En tout état de cause, c’est au juge qu’il reviendra d’apprécier, selon son intime conviction, le crédit qu’il y a lieu donner au témoignage qu’il reçoit. La liberté de témoigner et la souveraineté du juge dans l’appréciation des preuves apparaissent ainsi comme les deux faces d’un même principe : l’admission large des témoignages a pour contrepartie naturelle le pouvoir reconnu au juge d’en jauger librement la sincérité et la portée.
II) L’incapacité de témoigner
S’il est admis que chacun peut être entendu comme témoin, c’est à la condition, précise l’article 205, al. 1er du Code de procédure civile, de ne pas être frappé d’une incapacité de témoigner en justice.
La règle n’est toutefois pas absolue ; elle souffre d’un tempérament. C’est dire que l’incapacité de témoigner ne se traduit pas systématiquement par une exclusion totale de la parole du témoin : il convient de distinguer le principe — l’irrecevabilité du témoignage — du tempérament qui en atténue, dans certains cas, la rigueur.
A) Principe
Le témoignage d’une personne frappée d’une incapacité de témoigner n’est, en principe, pas recevable.
Cela signifie que le juge ne doit pas en tenir compte dans sa prise de décision ; il doit purement et simplement écarter les déclarations qu’il reçoit.

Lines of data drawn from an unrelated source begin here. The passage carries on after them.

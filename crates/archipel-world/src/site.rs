//! Resource site level tables.
//!
//! A site runs from level 1 to [`MAX_SITE_LEVEL`]. The entry for level `n`
//! gives how many workers each city may place on the site at that level,
//! and what it costs (in donations) and how long it takes to leave level
//! `n` for `n + 1`. The top level has an empty cost: it cannot be upgraded.

use std::collections::BTreeMap;

use archipel_types::Resource;

/// Highest level a resource site can reach.
pub const MAX_SITE_LEVEL: u32 = 10;

/// One level of a resource site.
#[derive(Debug, Clone, PartialEq, Eq)]
pub struct SiteLevel {
    /// Workers one city may assign at this level.
    pub max_workers_per_city: u32,
    /// Donations required to reach the next level; empty at the top.
    pub upgrade_cost: BTreeMap<Resource, u32>,
    /// Seconds the upgrade takes once fully funded.
    pub upgrade_secs: u64,
}

/// How one cost line scales with the level.
#[derive(Debug, Clone, Copy)]
enum Growth {
    /// `base * 2^(n-1)`.
    Doubling(u32),
    /// `base * n`.
    Linear(u32),
}

impl Growth {
    fn at(self, level: u32) -> u32 {
        match self {
            Self::Doubling(base) => {
                base.saturating_mul(2_u32.saturating_pow(level.saturating_sub(1)))
            }
            Self::Linear(base) => base.saturating_mul(level),
        }
    }
}

const BASE_WORKERS: [u32; 10] = [8, 12, 16, 20, 25, 30, 36, 42, 49, 57];
const INTERMEDIATE_WORKERS: [u32; 10] = [6, 10, 14, 18, 22, 26, 30, 34, 38, 40];
const ADVANCED_WORKERS: [u32; 10] = [4, 8, 12, 16, 20, 24, 28, 32, 36, 40];

const STEADY_TIMES: [u64; 10] = [10, 15, 20, 25, 30, 35, 40, 45, 50, 60];
const LATE_TIMES: [u64; 10] = [20, 25, 30, 35, 40, 45, 50, 55, 60, 60];

/// Wood costs of the forest, which follow no formula.
const FOREST_WOOD: [u32; 9] = [200, 300, 500, 600, 700, 800, 1200, 1600, 1900];

/// Return the full level table of the site yielding `resource`.
///
/// Gold has no site and yields an empty table.
pub fn site_levels(resource: Resource) -> Vec<SiteLevel> {
    use Growth::{Doubling, Linear};
    use Resource::{
        Cereal, Coal, Cotton, Glass, Gold, Gunpowder, Horse, Iron, Marble, Meat, Papyrus, Spices,
        Stone, Wood,
    };

    let (workers, times, costs): (&[u32; 10], [u64; 10], Vec<(Resource, Growth)>) = match resource
    {
        Wood => (&BASE_WORKERS, [5, 7, 8, 10, 12, 15, 40, 45, 50, 60], Vec::new()),
        Stone => (
            &BASE_WORKERS,
            [4, 5, 6, 7, 8, 35, 40, 45, 50, 60],
            vec![(Wood, Doubling(100)), (Stone, Doubling(200))],
        ),
        Iron => (
            &BASE_WORKERS,
            STEADY_TIMES,
            vec![(Wood, Doubling(120)), (Stone, Doubling(120)), (Iron, Doubling(200))],
        ),
        Papyrus => (
            &BASE_WORKERS,
            STEADY_TIMES,
            vec![(Wood, Doubling(150)), (Stone, Doubling(150)), (Papyrus, Doubling(200))],
        ),
        Cereal => (
            &BASE_WORKERS,
            [6, 8, 10, 12, 14, 16, 18, 20, 22, 24],
            vec![(Wood, Doubling(100)), (Cereal, Doubling(200))],
        ),
        Marble => (
            &BASE_WORKERS,
            STEADY_TIMES,
            vec![(Wood, Doubling(120)), (Stone, Doubling(200)), (Marble, Doubling(200))],
        ),
        Horse => (
            &INTERMEDIATE_WORKERS,
            STEADY_TIMES,
            vec![(Wood, Linear(100)), (Meat, Linear(100)), (Horse, Linear(100))],
        ),
        Glass | Meat => (
            &INTERMEDIATE_WORKERS,
            STEADY_TIMES,
            vec![(Wood, Linear(100)), (resource, Linear(100))],
        ),
        Coal => (
            &ADVANCED_WORKERS,
            [15, 20, 25, 30, 35, 40, 45, 50, 55, 60],
            vec![(Wood, Linear(200)), (Coal, Linear(100))],
        ),
        Gunpowder => (
            &ADVANCED_WORKERS,
            LATE_TIMES,
            vec![(Wood, Linear(200)), (Coal, Linear(100)), (Gunpowder, Linear(100))],
        ),
        Spices | Cotton => (
            &ADVANCED_WORKERS,
            LATE_TIMES,
            vec![(Wood, Linear(200)), (resource, Linear(100))],
        ),
        Gold => return Vec::new(),
    };

    (1..=MAX_SITE_LEVEL)
        .zip(workers.iter().zip(times))
        .map(|(n, (max_workers_per_city, upgrade_secs))| {
            let upgrade_cost = if n >= MAX_SITE_LEVEL {
                BTreeMap::new()
            } else if resource == Wood {
                let index = usize::try_from(n.saturating_sub(1)).unwrap_or(usize::MAX);
                FOREST_WOOD
                    .get(index)
                    .map(|amount| BTreeMap::from([(Wood, *amount)]))
                    .unwrap_or_default()
            } else {
                costs.iter().map(|(r, growth)| (*r, growth.at(n))).collect()
            };
            SiteLevel {
                max_workers_per_city: *max_workers_per_city,
                upgrade_cost,
                upgrade_secs,
            }
        })
        .collect()
}

/// Lookup table of every site's levels.
#[derive(Debug, Clone, PartialEq, Eq)]
pub struct SiteTable {
    levels: BTreeMap<Resource, Vec<SiteLevel>>,
}

impl SiteTable {
    /// The table of the live game.
    pub fn standard() -> Self {
        Self {
            levels: Resource::HARVESTABLE
                .into_iter()
                .map(|r| (r, site_levels(r)))
                .collect(),
        }
    }

    /// Build a table from explicit per-resource level lists.
    pub const fn from_levels(levels: BTreeMap<Resource, Vec<SiteLevel>>) -> Self {
        Self { levels }
    }

    /// Details of one level of a site.
    pub fn level(&self, resource: Resource, level: u32) -> Option<&SiteLevel> {
        let index = usize::try_from(level.checked_sub(1)?).ok()?;
        self.levels.get(&resource)?.get(index)
    }

    /// Workers one city may assign at a level, zero when unknown.
    pub fn max_workers_per_city(&self, resource: Resource, level: u32) -> u32 {
        self.level(resource, level)
            .map_or(0, |l| l.max_workers_per_city)
    }
}

impl Default for SiteTable {
    fn default() -> Self {
        Self::standard()
    }
}

#[cfg(test)]
#[allow(clippy::unwrap_used)]
mod tests {
    use super::*;

    #[test]
    fn every_harvestable_site_has_ten_levels() {
        for r in Resource::HARVESTABLE {
            assert_eq!(site_levels(r).len(), 10, "{r:?}");
        }
        assert!(site_levels(Resource::Gold).is_empty());
    }

    #[test]
    fn top_level_cannot_be_upgraded() {
        let table = SiteTable::standard();
        for r in Resource::HARVESTABLE {
            let top = table.level(r, MAX_SITE_LEVEL).unwrap();
            assert!(top.upgrade_cost.is_empty(), "{r:?}");
        }
    }

    #[test]
    fn forest_costs_are_explicit() {
        let table = SiteTable::standard();
        let l1 = table.level(Resource::Wood, 1).unwrap();
        assert_eq!(l1.upgrade_cost, BTreeMap::from([(Resource::Wood, 200)]));
        assert_eq!(l1.upgrade_secs, 5);
        assert_eq!(l1.max_workers_per_city, 8);
        let l9 = table.level(Resource::Wood, 9).unwrap();
        assert_eq!(l9.upgrade_cost.get(&Resource::Wood), Some(&1900));
    }

    #[test]
    fn quarry_costs_double() {
        let table = SiteTable::standard();
        let l3 = table.level(Resource::Stone, 3).unwrap();
        assert_eq!(l3.upgrade_cost.get(&Resource::Wood), Some(&400));
        assert_eq!(l3.upgrade_cost.get(&Resource::Stone), Some(&800));
        assert_eq!(l3.upgrade_secs, 6);
    }

    #[test]
    fn advanced_costs_grow_linearly() {
        let table = SiteTable::standard();
        let l4 = table.level(Resource::Gunpowder, 4).unwrap();
        assert_eq!(l4.upgrade_cost.get(&Resource::Wood), Some(&800));
        assert_eq!(l4.upgrade_cost.get(&Resource::Coal), Some(&400));
        assert_eq!(l4.upgrade_cost.get(&Resource::Gunpowder), Some(&400));
        assert_eq!(l4.max_workers_per_city, 16);
    }

    #[test]
    fn unknown_level_has_no_workers() {
        let table = SiteTable::standard();
        assert_eq!(table.max_workers_per_city(Resource::Coal, 0), 0);
        assert_eq!(table.max_workers_per_city(Resource::Coal, 11), 0);
        assert_eq!(table.max_workers_per_city(Resource::Gold, 1), 0);
    }
}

L’irrecevabilité opère ici comme une sanction objective : elle ne dépend ni de la sincérité du témoin, ni de la pertinence de ses propos, mais procède de la seule qualité de la personne, que la loi répute inapte à déposer.
La question qui immédiatement se pose est alors de savoir quelles sont les personnes frappées d’une incapacité de témoigner.
À l’analyse, l’incapacité de témoigner peut avoir trois sources :
- Une condamnation pénale
- L’existence d’un lien de parenté entre le témoin et l’une des parties au procès
- La minorité du témoin.
Ces trois sources obéissent à des logiques distinctes : la première sanctionne une indignité, la deuxième préserve la paix des familles, la troisième protège le mineur lui-même. Il convient de les examiner tour à tour.
1) Les incapacités résultant d’une condamnation pénale
Il est des cas où une personne poursuivie pour un crime ou un délit pourra se voir infliger une interdiction de témoigner pendant une période donnée. L’incapacité procède ici, non d’un état ou d’un lien de famille, mais d’une décision répressive qui prive temporairement le condamné de certains droits attachés à la qualité de citoyen.
L’article 131-10 du Code pénale prévoit en ce sens que « lorsque la loi le prévoit, un crime ou un délit peut être sanctionné d’une ou de plusieurs peines complémentaires qui, frappant les personnes physiques, emportent interdiction, déchéance, incapacité ou retrait d’un droit […] ».
L’article 131-26 du même Code précise que l’interdiction des droits civiques, civils et de famille peut porter sur « le droit d’exercer une fonction juridictionnelle ou d’être expert devant une juridiction, de représenter ou d’assister une partie devant la justice ».
En application du second alinéa de cette disposition l’interdiction frappant le droit de témoigner en juge « ne peut excéder une durée de dix ans en cas de condamnation pour crime et une durée de cinq ans en cas de condamnation pour délit ».
Deux caractères doivent ici être soulignés. En premier lieu, l’incapacité présente un caractère complémentaire : elle ne s’attache pas de plein droit à toute condamnation, mais doit avoir été expressément prononcée par la juridiction répressive lorsque la loi le permet. En second lieu, elle revêt un caractère temporaire : strictement plafonnée à dix ans en matière criminelle et à cinq ans en matière délictuelle, elle se distingue ainsi des incapacités tenant à la parenté ou à la minorité, qui ne connaissent pas de telles bornes temporelles.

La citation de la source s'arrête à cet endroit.